Или вот, например, тот случай с пересадкой тестикул. Один из представителей древнего дворянского рода добровольно согласился на эксперимент, потому что надеялся, что это позволит ему продлить свою молодость и, так сказать, увеличить шанс продолжения рода. Что сказать, его собственные железы, причем все, потом были очень полезны науке. Шеала, в принципе, сразу знала, чем все закончится. А вот в случае, когда человеческой женщине удалось пересадить…
Воспоминания превращались в образы. Это отвлекало, заставляло отрешиться. В какой-то момент удалось победить этот жуткий озноб, и образы превратились в видения, прерывистые, проникающие колючим холодом сквозь опущенные на доски босые ступни, но все же несущие облегчение.
Через несколько часов должно было стать проще.
Утро, впрочем, не стало избавлением. Болезненная передышка не избавила от двойственности сознания, не убрала боль из-под кожи, но в целом – стало немного лучше.

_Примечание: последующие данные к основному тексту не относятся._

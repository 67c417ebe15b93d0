use leptos::prelude::*;
use portal_shared::models::{STATUS_AWAITING_REVIEW, Submission, SubmissionKind};
use portal_shared::protocol::ReviewDecision;

use crate::components::admin_dashboard::AdminActions;
use crate::components::student::format_date;

fn status_badge(status: &str) -> &'static str {
    match status {
        "Approved" | "Passed" | "Issued" => "badge badge-success",
        "Rejected" | "Failed" => "badge badge-error",
        _ => "badge badge-warning",
    }
}

#[component]
pub fn SubmissionsTab(actions: AdminActions) -> impl IntoView {
    let state = actions.state;
    let submissions = Memo::new(move |_| state.with(|s| s.snapshot.submissions.clone()));

    let rows = move || {
        let submissions = submissions.get();
        if submissions.is_empty() {
            return view! { <p class="text-center py-6 opacity-50">"No submissions found"</p> }.into_any();
        }
        submissions
            .into_iter()
            .map(|submission| view! { <SubmissionRow actions=actions submission=submission /> })
            .collect_view()
            .into_any()
    };

    view! {
        <div class="card bg-base-100 shadow-xl">
            <div class="card-body">
                <h2 class="card-title">
                    {move || format!("Submissions ({})", submissions.with(Vec::len))}
                </h2>
                <div class="divide-y divide-base-200 max-h-[32rem] overflow-y-auto">{rows}</div>
            </div>
        </div>
        <SubmissionDetail actions=actions />
    }
}

#[component]
fn SubmissionRow(actions: AdminActions, submission: Submission) -> impl IntoView {
    let state = actions.state;
    let id = submission.id.clone();
    let status = submission.status_label();
    let repository = submission
        .assignment_submission
        .as_ref()
        .and_then(|a| a.repository_url.clone())
        .filter(|_| submission.kind == SubmissionKind::Assignment);
    let score = submission
        .exam_submission
        .as_ref()
        .map(|e| e.score)
        .filter(|_| submission.kind == SubmissionKind::Exam);

    view! {
        <div class="flex items-center justify-between py-3 gap-2">
            <div class="space-y-1">
                <div class="font-semibold">{submission.student_label()}</div>
                <div class="text-sm opacity-70">{submission.headline()}</div>
                <div class="text-xs opacity-60">{format_date(submission.submitted_at())}</div>
                <span class=status_badge(&status)>{status.clone()}</span>
            </div>
            <div class="flex gap-2 items-center">
                {repository.map(|url| view! {
                    <a class="btn btn-xs btn-info" href=url target="_blank" rel="noopener noreferrer">"Repo"</a>
                })}
                {score.map(|score| view! {
                    <span class="badge badge-ghost">{format!("Score: {}%", score)}</span>
                })}
                <button
                    class="btn btn-xs btn-primary"
                    on:click=move |_| state.update(|s| s.select_submission(Some(id.clone())))
                >
                    "Details"
                </button>
            </div>
        </div>
    }
}

#[component]
fn SubmissionDetail(actions: AdminActions) -> impl IntoView {
    let state = actions.state;
    let selected = Memo::new(move |_| state.with(|s| s.selected_submission().cloned()));

    move || {
        selected.get().map(|submission| {
            view! {
                <div class="card bg-base-100 shadow-xl">
                    <div class="card-body">
                        <h2 class="card-title">"Submission Details"</h2>
                        <div class="grid gap-2 md:grid-cols-2 text-sm">
                            <div><strong>"Student: "</strong>{submission.student_label()}</div>
                            <div><strong>"Type: "</strong>{format!("{:?}", submission.kind)}</div>
                            <div><strong>"Course: "</strong>{submission.course_title()}</div>
                            {kind_details(&submission)}
                            <div><strong>"Submitted: "</strong>{format_date(submission.submitted_at())}</div>
                        </div>
                        {submission_actions(actions, &submission)}
                        <div class="card-actions justify-end">
                            <button class="btn btn-sm" on:click=move |_| state.update(|s| s.select_submission(None))>
                                "Close"
                            </button>
                        </div>
                    </div>
                </div>
            }
        })
    }
}

fn kind_details(submission: &Submission) -> AnyView {
    match submission.kind {
        SubmissionKind::Assignment => {
            let Some(a) = submission.assignment_submission.clone() else {
                return ().into_any();
            };
            view! {
                <div><strong>"Assignment: "</strong>{a.assignment_order}</div>
                <div>
                    <strong>"Repository: "</strong>
                    {a.repository_url.map(|url| view! {
                        <a class="link link-primary" href=url target="_blank" rel="noopener noreferrer">"View"</a>
                    })}
                </div>
                {a.pull_request_url.map(|url| view! {
                    <div>
                        <strong>"Pull Request: "</strong>
                        <a class="link link-primary" href=url target="_blank" rel="noopener noreferrer">"View"</a>
                    </div>
                })}
                <div><strong>"Status: "</strong>{a.status.unwrap_or_default()}</div>
                <div><strong>"Feedback: "</strong>{a.feedback.unwrap_or_else(|| "None".to_string())}</div>
            }
            .into_any()
        }
        SubmissionKind::Exam => {
            let Some(e) = submission.exam_submission.clone() else {
                return ().into_any();
            };
            view! {
                <div><strong>"Exam: "</strong>{e.exam_order}</div>
                <div><strong>"Score: "</strong>{format!("{}%", e.score)}</div>
                <div><strong>"Passed: "</strong>{if e.passed { "Yes" } else { "No" }}</div>
                <div>
                    <strong>"Time Taken: "</strong>
                    {format!("{} minutes", e.time_taken.unwrap_or_default())}
                </div>
            }
            .into_any()
        }
        SubmissionKind::Certificate => {
            let Some(c) = submission.certificate.clone() else {
                return ().into_any();
            };
            view! {
                <div><strong>"Certificate Number: "</strong>{c.certificate_number.unwrap_or_default()}</div>
                <div><strong>"Payment Status: "</strong>{c.payment_status.unwrap_or_default()}</div>
                <div>
                    <strong>"Fee: "</strong>
                    {c.payment_amount.map(|fee| format!("₹{}", fee)).unwrap_or_default()}
                </div>
            }
            .into_any()
        }
        SubmissionKind::Module => view! {
            <div><strong>"Status: "</strong>{submission.status_label()}</div>
        }
        .into_any(),
    }
}

/// 审阅区：作业提交走审阅接口（带反馈），模块提交只改状态
fn submission_actions(actions: AdminActions, submission: &Submission) -> AnyView {
    let state = actions.state;
    if submission.awaits_review() {
        return view! {
            <div class="space-y-2">
                <textarea
                    class="textarea textarea-bordered w-full"
                    placeholder="Add feedback..."
                    prop:value=move || state.with(|s| s.review_feedback.clone())
                    on:input=move |ev| state.update(|s| s.review_feedback = event_target_value(&ev))
                ></textarea>
                <div class="flex gap-2">
                    <button
                        class="btn btn-sm btn-success"
                        disabled=move || state.with(|s| s.loading)
                        on:click=move |_| actions.review(ReviewDecision::Approved)
                    >
                        "Approve"
                    </button>
                    <button
                        class="btn btn-sm btn-error"
                        disabled=move || state.with(|s| s.loading)
                        on:click=move |_| actions.review(ReviewDecision::Rejected)
                    >
                        "Reject"
                    </button>
                </div>
            </div>
        }
        .into_any();
    }

    let pending_module =
        submission.kind == SubmissionKind::Module && submission.status_label() == STATUS_AWAITING_REVIEW;
    if !pending_module {
        return ().into_any();
    }
    let approve_id = submission.id.clone();
    let reject_id = submission.id.clone();
    view! {
        <div class="flex gap-2">
            <button
                class="btn btn-sm btn-success"
                on:click=move |_| actions.update_status(approve_id.clone(), ReviewDecision::Approved)
            >
                "Mark Approved"
            </button>
            <button
                class="btn btn-sm btn-error"
                on:click=move |_| actions.update_status(reject_id.clone(), ReviewDecision::Rejected)
            >
                "Mark Rejected"
            </button>
        </div>
    }
    .into_any()
}
//! 客户端运行配置
//!
//! 浏览器里没有进程环境变量，前端在编译期用 `option_env!` 读取，
//! 再通过 [`ClientConfig::from_lookup`] 交给这里统一解析。

use std::time::Duration;

use crate::Role;

pub const DEFAULT_API_URL: &str = "http://localhost:4000";
pub const DEFAULT_REQUEST_TIMEOUT: Duration = Duration::from_secs(10);

pub const ENV_API_URL: &str = "PORTAL_API_URL";
pub const ENV_REQUEST_TIMEOUT_MS: &str = "PORTAL_REQUEST_TIMEOUT_MS";
pub const ENV_LOGIN_POLICY: &str = "PORTAL_LOGIN_POLICY";

/// 哪些角色可以通过本客户端登录
#[derive(Debug, Clone, Copy, PartialEq, Eq, Default)]
pub enum LoginPolicy {
    /// 只保留管理员会话，学生会话在写入后立即丢弃
    #[default]
    AdminOnly,
    AnyRole,
}

impl LoginPolicy {
    pub fn admits(&self, role: Role) -> bool {
        match self {
            LoginPolicy::AdminOnly => role == Role::Admin,
            LoginPolicy::AnyRole => true,
        }
    }

    fn parse(value: &str) -> Option<Self> {
        match value.trim().to_ascii_lowercase().as_str() {
            "admin" | "admin_only" | "admin-only" => Some(LoginPolicy::AdminOnly),
            "any" | "any_role" | "any-role" => Some(LoginPolicy::AnyRole),
            _ => None,
        }
    }
}

#[derive(Debug, Clone, PartialEq, Eq)]
pub struct ClientConfig {
    /// 不带结尾斜杠的 API 根地址
    pub api_base_url: String,
    /// 单次请求的时间上限
    pub request_timeout: Duration,
    pub login_policy: LoginPolicy,
}

impl Default for ClientConfig {
    fn default() -> Self {
        Self {
            api_base_url: DEFAULT_API_URL.to_string(),
            request_timeout: DEFAULT_REQUEST_TIMEOUT,
            login_policy: LoginPolicy::default(),
        }
    }
}

impl ClientConfig {
    /// 从键值查询函数构造配置，缺失或无法解析的项使用默认值
    pub fn from_lookup<F>(lookup: F) -> Self
    where
        F: Fn(&str) -> Option<String>,
    {
        let api_base_url = lookup(ENV_API_URL)
            .map(|v| v.trim().to_string())
            .filter(|v| !v.is_empty())
            .unwrap_or_else(|| DEFAULT_API_URL.to_string());

        let request_timeout = lookup(ENV_REQUEST_TIMEOUT_MS)
            .and_then(|v| v.trim().parse::<u64>().ok())
            .filter(|ms| *ms > 0)
            .map(Duration::from_millis)
            .unwrap_or(DEFAULT_REQUEST_TIMEOUT);

        let login_policy = lookup(ENV_LOGIN_POLICY)
            .and_then(|v| LoginPolicy::parse(&v))
            .unwrap_or_default();

        Self::new(api_base_url, request_timeout, login_policy)
    }

    pub fn new(api_base_url: impl Into<String>, request_timeout: Duration, login_policy: LoginPolicy) -> Self {
        let api_base_url = api_base_url.into().trim_end_matches('/').to_string();
        Self {
            api_base_url,
            request_timeout,
            login_policy,
        }
    }

    pub fn url(&self, path: &str) -> String {
        if path.starts_with('/') {
            format!("{}{}", self.api_base_url, path)
        } else {
            format!("{}/{}", self.api_base_url, path)
        }
    }
}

Озноб спал, светобоязни не было, присутствие нильфгаардца казалось терпимым. Жить можно.
Как минимум от осознания того, что можно будет отвлечься на работу, и – ох уж эти мещанские радости, – прекратить вынужденную демонстрацию, могущую разве что привнести уверенности в стереотипы про образ жизни северных чародеек. Несмотря на абсолютное отсутствие вины самой Шеалы и все попытки не показываться на глаза господину дознавателю, эта демонстрация уже, кажется, вызывала вопросы.
Имперская форма неожиданно дисциплинировала, невольно отвлекая от жалостливых и деструктивных размышлений о собственном самочувствии.
– Прежде всего… почему вы решили, что дело именно в гоэтии? Были ли специфические явления после смерти энергумена? И сколько их вообще, носителей, было?

0

11

Поначалу Истредд думал, что теперь точно не уснет.  Эти сказки на ночь были такими захватывающими, что, будь они рассказаны вслух, он бы обязательно комментировал, например, спросил, что применяли, чтобы очистить кровь пострадавшего, и почему…
Но, впрочем, не стоило, и он сидел у стены, прислонившись к ней виском, внимая тому, что приходило с той стороны каменной кладки, и медленно проваливался в темноту, пока не утонул совсем.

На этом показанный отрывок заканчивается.